Really? I couldn’t just get a voltage converter?

I have a hijack. I hope that’s okay. The description of this coffee maker says that it holds enough water to make one cup of coffee which means that you’ll only use fresh water to make coffee. How is that different that every other coffee maker? With my current coffee maker and every other one I’ve ever owned or operated, if I put in six cups of water, the coffee maker make six cups of coffee. If I put in one cup of water, the coffee maker will make one cup of coffee. It doesn’t matter how much water I put it, the coffee maker will make an equivalent amount of coffee, discounting the small amount of moisture that stays in the coffee grinds. As a result, every time I set my coffee maker up to make coffee, I’m putting in fresh water. Are there coffee makers that don’t do this? Why is it advertised as a special feature on this coffee maker?

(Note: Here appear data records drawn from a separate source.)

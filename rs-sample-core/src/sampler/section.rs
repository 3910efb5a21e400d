use std::io::{self, Write};

/// Twenty `=` characters framing the file name in a section header.
pub const HEADER_RULE: &str = "====================";

/// The output block produced for one candidate file.
///
/// A section is fully built in memory before anything is written, so a
/// file that fails mid-way never leaves a partial block in the output.
#[derive(Debug, Clone, PartialEq, Eq)]
pub struct Section {
	name: String,
	lines: Vec<String>,
}

impl Section {
	/// Creates a section. `lines` must not carry their line terminators.
	pub fn new(name: &str, lines: Vec<String>) -> Self {
		Self { name: name.to_owned(), lines }
	}

	pub fn name(&self) -> &str {
		&self.name
	}

	pub fn lines(&self) -> &[String] {
		&self.lines
	}

	/// Returns `\n==================== <name> ====================\n`.
	pub fn header(&self) -> String {
		format!("\n{HEADER_RULE} {} {HEADER_RULE}\n", self.name)
	}

	/// Writes the header then every line followed by exactly one `\n`.
	pub fn write_to<W: Write>(&self, out: &mut W) -> io::Result<()> {
		out.write_all(self.header().as_bytes())?;
		for line in &self.lines {
			out.write_all(line.as_bytes())?;
			out.write_all(b"\n")?;
		}
		Ok(())
	}
}
//! Random line sampling over a directory of text files.
//!
//! This crate provides:
//! - Candidate discovery (sorted, suffix-filtered, output file excluded)
//! - Text decoding with an optional legacy-encoding fallback
//! - Uniform sampling without replacement, capped per file
//! - Headered section output into a single aggregate file
//!
//! Directory and decoding helpers are kept internal; the public surface is
//! the sampler, its configuration and its errors.

/// Errors raised by a sampling run.
///
/// Fatal errors stop the run, per-file errors are reported and skipped.
pub mod error;

/// Sampling configuration, runs and their outcomes.
pub mod sampler;

/// Decoding policies and line splitting.
pub mod text;

/// I/O utilities (directory listing, path helpers).
///
/// Not exposed
pub(crate) mod io;

pub use error::{FileError, SampleError};
pub use sampler::config::SamplerConfig;
pub use sampler::{FileOutcome, RunSummary, Sampler};
pub use text::Decoding;
use std::io;
use std::path::PathBuf;

use thiserror::Error;

/// Errors that abort a whole sampling run.
#[derive(Debug, Error)]
pub enum SampleError {
	/// The data directory does not exist (or is not a directory).
	///
	/// Checked before the output file is opened, so nothing has been written.
	#[error("Data directory not found at {}", .0.display())]
	MissingDirectory(PathBuf),

	#[error("failed to list {}: {source}", path.display())]
	ListDirectory {
		path: PathBuf,
		#[source]
		source: io::Error,
	},

	/// Creating, writing or flushing the aggregate output failed.
	#[error("failed to write {}: {source}", path.display())]
	Output {
		path: PathBuf,
		#[source]
		source: io::Error,
	},

	/// The default data directory could not be derived from the executable path.
	#[error("cannot locate the running executable: {0}")]
	ExeLocation(#[source] io::Error),
}

/// Errors limited to a single candidate file.
///
/// The run reports them and moves on to the next file.
#[derive(Debug, Error)]
pub enum FileError {
	#[error("{0}")]
	Read(#[from] io::Error),

	/// The file is not valid UTF-8 and no fallback encoding was enabled.
	#[error("invalid UTF-8 sequence at byte {offset}")]
	Decode { offset: usize },
}

#[cfg(test)]
mod tests {
	use super::*;

	#[test]
	fn missing_directory_names_the_path() {
		let err = SampleError::MissingDirectory(PathBuf::from("/tmp/nowhere/data"));
		assert_eq!(err.to_string(), "Data directory not found at /tmp/nowhere/data");
	}

	#[test]
	fn decode_error_reports_offset() {
		let err = FileError::Decode { offset: 12 };
		assert_eq!(err.to_string(), "invalid UTF-8 sequence at byte 12");
	}

	#[test]
	fn read_error_keeps_io_message() {
		let err = FileError::from(io::Error::new(io::ErrorKind::PermissionDenied, "denied"));
		assert_eq!(err.to_string(), "denied");
	}
}
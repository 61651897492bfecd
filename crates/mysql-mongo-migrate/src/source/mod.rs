//! Relational source access.
//!
//! The engine only needs three primitives from the source (list tables,
//! offset/limit range scan, row count); everything else is optional support
//! for ordering, health checks and shutdown.

mod mysql;

pub use mysql::MysqlSource;

use async_trait::async_trait;

use crate::core::Chunk;
use crate::error::Result;

/// Read tables from a relational source.
#[async_trait]
pub trait SourceReader: Send + Sync {
    /// List the base tables of the configured database.
    async fn list_tables(&self) -> Result<Vec<String>>;

    /// Read at most `limit` rows starting at `offset`.
    ///
    /// `order_by` lists the columns to sort by; when empty no ORDER BY is
    /// issued and rows come back in the store's natural order. An empty
    /// chunk means the offset is past the end of the table.
    async fn read_chunk(
        &self,
        table: &str,
        offset: u64,
        limit: usize,
        order_by: &[String],
    ) -> Result<Chunk>;

    /// Count rows in a table.
    async fn count_rows(&self, table: &str) -> Result<i64>;

    /// Primary key columns of a table, in key order. Empty when there is none.
    async fn primary_key(&self, table: &str) -> Result<Vec<String>>;

    /// Round-trip a trivial query.
    async fn test_connection(&self) -> Result<()>;

    /// Get the database type identifier.
    fn db_type(&self) -> &str;

    /// Close the connection pool.
    async fn close(&self);
}
//! Offset/limit range scans over one source table.

use std::sync::Arc;
use std::time::{Duration, Instant};
use tracing::debug;

use super::run_bounded;
use crate::core::{Chunk, TableSpec};
use crate::error::{MigrateError, Result};
use crate::source::SourceReader;

/// Reads one bounded chunk at a time from the source.
#[derive(Clone)]
pub struct ChunkReader {
    source: Arc<dyn SourceReader>,
    timeout: Option<Duration>,
}

impl ChunkReader {
    /// Create a reader over a shared source connection.
    pub fn new(source: Arc<dyn SourceReader>, timeout: Option<Duration>) -> Self {
        Self { source, timeout }
    }

    /// Read up to `chunk_size` rows at `offset`.
    ///
    /// An empty chunk means the table is exhausted. Any failure, including
    /// a timeout, is reported as a source query error for this table.
    pub async fn read(
        &self,
        table: &TableSpec,
        offset: u64,
        chunk_size: usize,
        order_by: &[String],
    ) -> Result<Chunk> {
        let read_start = Instant::now();

        let chunk = run_bounded(
            self.timeout,
            "source read",
            self.source
                .read_chunk(&table.source, offset, chunk_size, order_by),
        )
        .await
        .map_err(|e| match e {
            e @ MigrateError::SourceQuery { .. } => e,
            e => MigrateError::source_query(&table.source, e),
        })?;

        debug!(
            "{}: read {} rows at offset {} in {:?}",
            table,
            chunk.len(),
            offset,
            read_start.elapsed()
        );

        Ok(chunk)
    }

    /// Primary key columns used to order scans, when stable ordering is on.
    pub async fn primary_key(&self, table: &TableSpec) -> Result<Vec<String>> {
        run_bounded(
            self.timeout,
            "primary key lookup",
            self.source.primary_key(&table.source),
        )
        .await
        .map_err(|e| match e {
            e @ MigrateError::SourceQuery { .. } => e,
            e => MigrateError::source_query(&table.source, e),
        })
    }
}
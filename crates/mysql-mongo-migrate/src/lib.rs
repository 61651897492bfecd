//! # mysql-mongo-migrate
//!
//! Chunked MySQL to MongoDB migration library.
//!
//! Each source table is copied into a collection of the same name (or one
//! explicitly named collection in single-table mode) by a sequential
//! read/write loop over fixed-size offset windows:
//!
//! - **Bounded concurrency**: at most `concurrency_limit` tables in flight
//! - **Bounded memory**: one chunk per running table
//! - **Validation**: source and target row counts compared per table
//! - **Failure isolation**: a failed table never stops its siblings
//!
//! ## Example
//!
//! ```rust,no_run
//! use mysql_mongo_migrate::{Config, Orchestrator};
//! use tokio_util::sync::CancellationToken;
//!
//! #[tokio::main]
//! async fn main() -> mysql_mongo_migrate::Result<()> {
//!     let config = Config::load("config.yaml")?;
//!     let orchestrator = Orchestrator::new(config).await?;
//!     let result = orchestrator.run(CancellationToken::new(), false).await?;
//!     println!("Migrated {} rows", result.rows_migrated);
//!     Ok(())
//! }
//! ```

pub mod config;
pub mod core;
pub mod error;
pub mod orchestrator;
pub mod progress;
pub mod source;
pub mod target;
pub mod transfer;
pub mod verify;

// Re-exports for convenient access
pub use config::{Config, MigrationConfig, MigrationMode, SourceConfig, TargetConfig};
pub use crate::core::{Chunk, MigrationCursor, Row, TableSpec, Value};
pub use error::{ErrorKind, MigrateError, Result};
pub use orchestrator::{
    HealthCheckResult, MigrationResult, Orchestrator, PlannedTable, Pools, RunStatus, TableFilter,
};
pub use progress::ProgressReporter;
pub use source::{MysqlSource, SourceReader};
pub use target::{MongoTarget, TargetWriter};
pub use transfer::{
    ChunkReader, ChunkWriter, MigrationOutcome, TableError, TableMigrator, TableStatus,
    TransferConfig, WriteResult,
};
pub use verify::{ValidationResult, Validator};
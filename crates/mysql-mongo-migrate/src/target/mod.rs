//! Document store target access.

mod mongo;

pub use mongo::{chunk_to_documents, MongoTarget};

use async_trait::async_trait;

use crate::core::Chunk;
use crate::error::Result;

/// Trait for target (document store) operations.
#[async_trait]
pub trait TargetWriter: Send + Sync {
    /// Make sure the target database exists. Idempotent.
    async fn ensure_database(&self) -> Result<()>;

    /// Create an empty collection. A no-op when it already exists.
    async fn create_collection(&self, collection: &str) -> Result<()>;

    /// Drop a collection if it exists.
    async fn drop_collection(&self, collection: &str) -> Result<()>;

    /// Insert every row of the chunk in one bulk operation.
    ///
    /// Returns the number of documents the store accepted. The chunk is
    /// consumed, so its rows are released when the call returns.
    async fn insert_chunk(&self, collection: &str, chunk: Chunk) -> Result<u64>;

    /// Count documents in a collection.
    async fn count_documents(&self, collection: &str) -> Result<i64>;

    /// Round-trip a trivial command.
    async fn test_connection(&self) -> Result<()>;

    /// Get the database type.
    fn db_type(&self) -> &str;

    /// Close all connections.
    async fn close(&self);
}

On a non-hijack note, that’s a really cute coffee maker. Good luck finding one in the US.

You’re right, that’s a weird selling point. This is a single-serving coffee pad deal … maybe they’re contrasting it with bigger (office-size) single-serve coffee makers? The kind where everyone in the office uses it all day, but they each get a single fresh-brewed-on-demand cup from it? (Instead of brewing a pot.) If those have a reservoir, I can see where the water might sit for a day or more and get stale.

Not for the kind of amperage a coffeemaker will consume.

The specs on that site indicate it draws 1400 watts - this equates to 12 amps on a 120-volt cicuit.

It is possible to make the conversion, but not with one of those pocket-sized “travel adapters” - for an appliance, you’d need something beefier like this unit that sells for close to $80, plus about $35 for shipping. (Transformers are heavy things!)

So, it’s not impossible - it’ll just be expensive.